Barney Gordon, Agronomist - North Central Experiment Field - KSU
Soybeans are heavy users of K, and K deficiency has occurred with greater frequency in recent years under conservation tillage systems. We conducted a series of tests in 2004 and 2005 at the Irrigation Experiment Field near Scandia to find out if K applied as a starter, either alone or in combination with foliar applications, would increase yields of irrigated, ridge-till soybeans.
Treatments consisted of liquid K (Trisert-K+) applied alone as a starter, 2 inches to the side and 2 inches below the seed; liquid K applied as a starter in combination with various foliar applications; and liquid K applied only as a foliar application, at various growth stages.

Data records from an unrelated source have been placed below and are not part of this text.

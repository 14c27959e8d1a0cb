//! The host contract

use crate::error::Result;
use crate::schema::Schema;
use crate::value::FieldValue;

/// A struct whose fields are kept in sync with a configuration file.
///
/// Usually generated by [`config_fields!`](crate::config_fields). A manual
/// implementation must agree with its own schema: `read_field` returns
/// `Some` for every registered name, and `write_field` accepts a value of
/// the field's declared type.
///
/// # Example
///
/// ```
/// use cfgsync_core::{ConfigFields, ConfigValue, Error, FieldType, FieldValue, Result, Schema};
///
/// #[derive(Default)]
/// struct Limits {
///     max_clients: i32,
///     reloads: u32,
/// }
///
/// impl ConfigFields for Limits {
///     fn schema() -> Result<Schema> {
///         Schema::builder().field("max_clients", FieldType::INT32, None).build()
///     }
///
///     fn read_field(&self, name: &str) -> Option<FieldValue> {
///         (name == "max_clients").then(|| self.max_clients.to_field_value())
///     }
///
///     fn write_field(&mut self, name: &str, value: FieldValue) -> Result<()> {
///         match name {
///             "max_clients" => self.max_clients = i32::from_field_value(name, value)?,
///             _ => return Err(Error::FieldNotFound { name: name.to_string() }),
///         }
///         Ok(())
///     }
///
///     fn on_reload(&mut self) {
///         self.reloads += 1;
///     }
/// }
/// ```
pub trait ConfigFields: Send + 'static {
    /// Describe the declared fields.
    fn schema() -> Result<Schema>
    where
        Self: Sized;

    /// Current value of a field, or `None` for an unknown name.
    fn read_field(&self, name: &str) -> Option<FieldValue>;

    /// Replace the value of a field.
    fn write_field(&mut self, name: &str, value: FieldValue) -> Result<()>;

    /// Called after every successful load or `set`.
    fn on_reload(&mut self) {}
}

All the K fertilizer treatments increased soybean yields. The treatments also increased whole-plant K concentrations (data not shown). Yields were maximized with either the combination of starter plus an application at the R3 (early pod) stage; or two foliar applications at the 5 gpa rate, one at V5 and one at R3
The preplant broadcast application was not as effective as starter plus foliar-applied K. The maximum demand for K by soybeans occurs at full bloom, so it is not surprising that foliar applications at the V5 and R3 stages would benefit yields more than a preplant broadcast or starter application alone.